Memorandum from the Bank of England
The Bank, a corporation established by royal
charter, has a number of formal relationships with the Treasury
which result from legislation, particularly the 1946 Act which
nationalised the Bank and the Bank of England Act 1998. These
set out requirements for consultations and discussions on a variety
of issues, ranging from appointments to the financing of the Bank.
The first part of this note sets out some of the ways in which
the Treasury and the Bank interact as a result of legal requirements.
Beyond the formal relationships, there is extensive
and regular liaison and discussion between the Treasury and the
Bank at all levels on a wide variety of technical and policy matters.
Bank of England and Treasury staff would expect to know their
counterparts in the other organisation whenever there are areas
of common interest. Most of these contacts are related to particular
issues so they are best described under functional headings. The
rest of the note covers these relationships.
Requirements for consultation, discussion or
approval, and decisions affecting the Bank made by the Treasury/Government
are highlighted in italics.
Until two years ago, the main legislation relating
to the Bank was the 1946 nationalisation Act. This continues in
force but was amended and in part repealed by the Bank of England
Act 1998, which established the Bank's operational independence
in setting monetary policy, transferred banking supervision to
the Financial Services Authority and put cash ratio deposits (which
provide finance for the Bank from private sector financial institutions)
onto a statutory basis.
The Bank's corporate governance is very closely
modelled on that of the private sector, with the Court (or board)
of directors responsible under the legislation for the management
of the Bank's affairs, other than the formulation of monetary
policy. Court has set up an audit committee and a remuneration
committee, and it appoints an external auditor for the accounts.
The Treasury is not therefore involved in the management of the
But the Treasury does decide on the level
of finance available to the Bank from cash ratio deposits. This
previously voluntary system, under which interest free deposits
are placed with the Bank by the banking sector, became statutory
in the 1998 legislation. The level of CRDs is set by the Treasury
after extensive consultation between Treasury and Bank officials,
and is related to the Bank's financial requirements. After
the first round of consultations under the statutory framework,
which took place in 1998, the level of CRDs was fixed for a period
of five years.
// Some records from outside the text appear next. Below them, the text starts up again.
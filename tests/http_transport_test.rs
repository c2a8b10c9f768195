mod common;

use base64::{engine::general_purpose::STANDARD as base64, Engine as _};
use mockito::{Matcher, Server, ServerGuard};

use common::*;
use mpesa_api::models::PaymentRequest;
use mpesa_api::{AppError, MpesaService};

async fn mock_token(server: &mut ServerGuard) -> mockito::Mock {
    server
        .mock("GET", "/oauth/v1/generate")
        .match_query(Matcher::UrlEncoded(
            "grant_type".into(),
            "client_credentials".into(),
        ))
        .match_header(
            "authorization",
            format!(
                "Basic {}",
                base64.encode("test-consumer-key:test-consumer-secret")
            )
            .as_str(),
        )
        .with_status(200)
        .with_header("content-type", "application/json")
        .with_body(r#"{"access_token":"sandbox-token","expires_in":"3599"}"#)
        .create_async()
        .await
}

fn http_service(server: &ServerGuard, retries: &str) -> MpesaService {
    let url = server.url();
    let config = mpesa_config_with(&[
        ("MPESA_BASE_URL", url.as_str()),
        ("MPESA_TRANSPORT", "http"),
        ("MPESA_TIMEOUT_SECS", "5"),
        ("MPESA_QUERY_RETRIES", retries),
    ]);
    MpesaService::from_config(config).unwrap()
}

#[tokio::test]
async fn stk_push_round_trip_over_http() {
    let mut server = Server::new_async().await;
    let token = mock_token(&mut server).await;
    let push = server
        .mock("POST", "/mpesa/stkpush/v1/processrequest")
        .match_header("authorization", "Bearer sandbox-token")
        .match_body(Matcher::PartialJson(serde_json::json!({
            "BusinessShortCode": SHORT_CODE,
            "TransactionType": "CustomerPayBillOnline",
            "Amount": 451,
            "PartyA": "254712345678",
            "PartyB": SHORT_CODE,
            "PhoneNumber": "254712345678",
            "AccountReference": "ORD-1",
            "TransactionDesc": "Payment for order ORD-1"
        })))
        .with_status(200)
        .with_header("content-type", "application/json")
        .with_body(
            r#"{
                "MerchantRequestID": "29115-34620561-1",
                "CheckoutRequestID": "ws_CO_191220191020363925",
                "ResponseCode": "0",
                "ResponseDescription": "Success. Request accepted for processing",
                "CustomerMessage": "Success. Request accepted for processing"
            }"#,
        )
        .create_async()
        .await;

    let service = http_service(&server, "0");
    let response = service
        .initiate_payment(&PaymentRequest::new("0712345678", 450.7, "ORD-1"))
        .await
        .unwrap();

    assert!(response.success, "unexpected response: {:?}", response);
    assert_eq!(
        response.checkout_request_id.as_deref(),
        Some("ws_CO_191220191020363925")
    );
    token.assert_async().await;
    push.assert_async().await;
}

#[tokio::test]
async fn gateway_error_body_on_4xx_becomes_soft_failure() {
    let mut server = Server::new_async().await;
    let _token = mock_token(&mut server).await;
    let _push = server
        .mock("POST", "/mpesa/stkpush/v1/processrequest")
        .with_status(400)
        .with_header("content-type", "application/json")
        .with_body(
            r#"{
                "requestId": "8517-2367542-1",
                "errorCode": "400.002.02",
                "errorMessage": "Bad Request - Invalid PhoneNumber"
            }"#,
        )
        .create_async()
        .await;

    let service = http_service(&server, "0");
    let response = service
        .initiate_payment(&PaymentRequest::new("0712345678", 10.0, "ORD-2"))
        .await
        .unwrap();

    assert!(!response.success);
    assert_eq!(response.response_code.as_deref(), Some("400.002.02"));
    assert_eq!(
        response.error.as_deref(),
        Some("Bad Request - Invalid PhoneNumber")
    );
}

#[tokio::test]
async fn rejected_token_request_is_an_authentication_error() {
    let mut server = Server::new_async().await;
    let _token = server
        .mock("GET", "/oauth/v1/generate")
        .match_query(Matcher::Any)
        .with_status(400)
        .with_body(r#"{"errorCode":"400.008.01","errorMessage":"Invalid Authentication passed"}"#)
        .create_async()
        .await;

    let service = http_service(&server, "0");
    let result = service
        .initiate_payment(&PaymentRequest::new("0712345678", 10.0, "ORD-3"))
        .await;

    assert!(matches!(result, Err(AppError::Authentication(_))));
}

#[tokio::test]
async fn pending_query_arrives_as_http_500_with_error_body() {
    let mut server = Server::new_async().await;
    let _token = mock_token(&mut server).await;
    let query = server
        .mock("POST", "/mpesa/stkpushquery/v1/query")
        .match_body(Matcher::PartialJson(serde_json::json!({
            "BusinessShortCode": SHORT_CODE,
            "CheckoutRequestID": "ws_CO_191220191020363925"
        })))
        .with_status(500)
        .with_header("content-type", "application/json")
        .with_body(
            r#"{
                "requestId": "ws_CO_191220191020363925",
                "errorCode": "500.001.1001",
                "errorMessage": "The transaction is being processed"
            }"#,
        )
        .expect(1)
        .create_async()
        .await;

    let service = http_service(&server, "2");
    let status = service
        .query_payment_status("ws_CO_191220191020363925")
        .await
        .unwrap();

    assert!(!status.success);
    assert!(status.is_pending());
    query.assert_async().await;
}

#[tokio::test]
async fn server_errors_on_query_are_retried() {
    let mut server = Server::new_async().await;
    let _token = mock_token(&mut server).await;
    let query = server
        .mock("POST", "/mpesa/stkpushquery/v1/query")
        .with_status(503)
        .with_body("<html>Service Unavailable</html>")
        .expect(2)
        .create_async()
        .await;

    let service = http_service(&server, "1");
    let status = service.query_payment_status("ws_CO_1").await.unwrap();

    assert!(!status.success);
    assert!(status.error.unwrap().contains("503"));
    query.assert_async().await;
}

#[tokio::test]
async fn settled_query_with_string_result_code() {
    let mut server = Server::new_async().await;
    let _token = mock_token(&mut server).await;
    let _query = server
        .mock("POST", "/mpesa/stkpushquery/v1/query")
        .with_status(200)
        .with_header("content-type", "application/json")
        .with_body(
            r#"{
                "ResponseCode": "0",
                "ResponseDescription": "The service request has been accepted successsfully",
                "MerchantRequestID": "22205-34066-1",
                "CheckoutRequestID": "ws_CO_13012021093521236557",
                "ResultCode": "0",
                "ResultDesc": "The service request is processed successfully."
            }"#,
        )
        .create_async()
        .await;

    let service = http_service(&server, "0");
    let status = service
        .query_payment_status("ws_CO_13012021093521236557")
        .await
        .unwrap();

    assert!(status.success);
    assert_eq!(status.merchant_request_id.as_deref(), Some("22205-34066-1"));
}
CRDs are one of the three main sources of income
for the Bank. The others are the income from the Bank's own capital
and fees paid for services.
The appointment of all 19 members of Court
is by the Crown. Court comprises 16 non-executive Directors
and three executives of the Bank, who are the Governor and the
two Deputy Governors. The 1998 Act also set up a sub-committee
of all the non-executive directors with a number of specific responsibilities,
including reviewing the Bank's performance in relation to its
objectives and strategy and reviewing the procedures (but not
the policies) of the MPC. The chairman of the sub-committee
is nominated by the Chancellor.
The remuneration of non-executive Directors
is set by the Bank with the approval of the Chancellor. The
remuneration of the Governor and Deputy Governors is determined
by the Bank.
The Bank is required by the 1998 Act to make
an annual report to the Chancellor each year, to be laid before
Parliament. The annual report must also contain a report by the
sub-committee of non-executive directors on the discharge of their
The Act provides for a dividend to be paid
to the Treasury of half the Bank's net profits after tax "or
such other sum as the Treasury and the Bank may agree."
The 1998 Act set up a Monetary Policy Committee
of nine members, whose four external members are appointed
by the Chancellor. Two of the executive members of the MPC are
appointed by the Governor after consultation with the Chancellor.
A Treasury representative participates in MPC meetings but does
The Act gives the Bank a general objective of
maintaining price stability and, subject to that, to support the
economic policy of the Government, including its objectives for
growth and employment.
The Treasury must at least once a year set
out a remit for the Bank, specifying "what price stability
is to be taken to consist of, and what the economic policy of
Her Majesty's Government is to be taken to be". The current
remit specifies that if inflation (as defined by the RPIX measure)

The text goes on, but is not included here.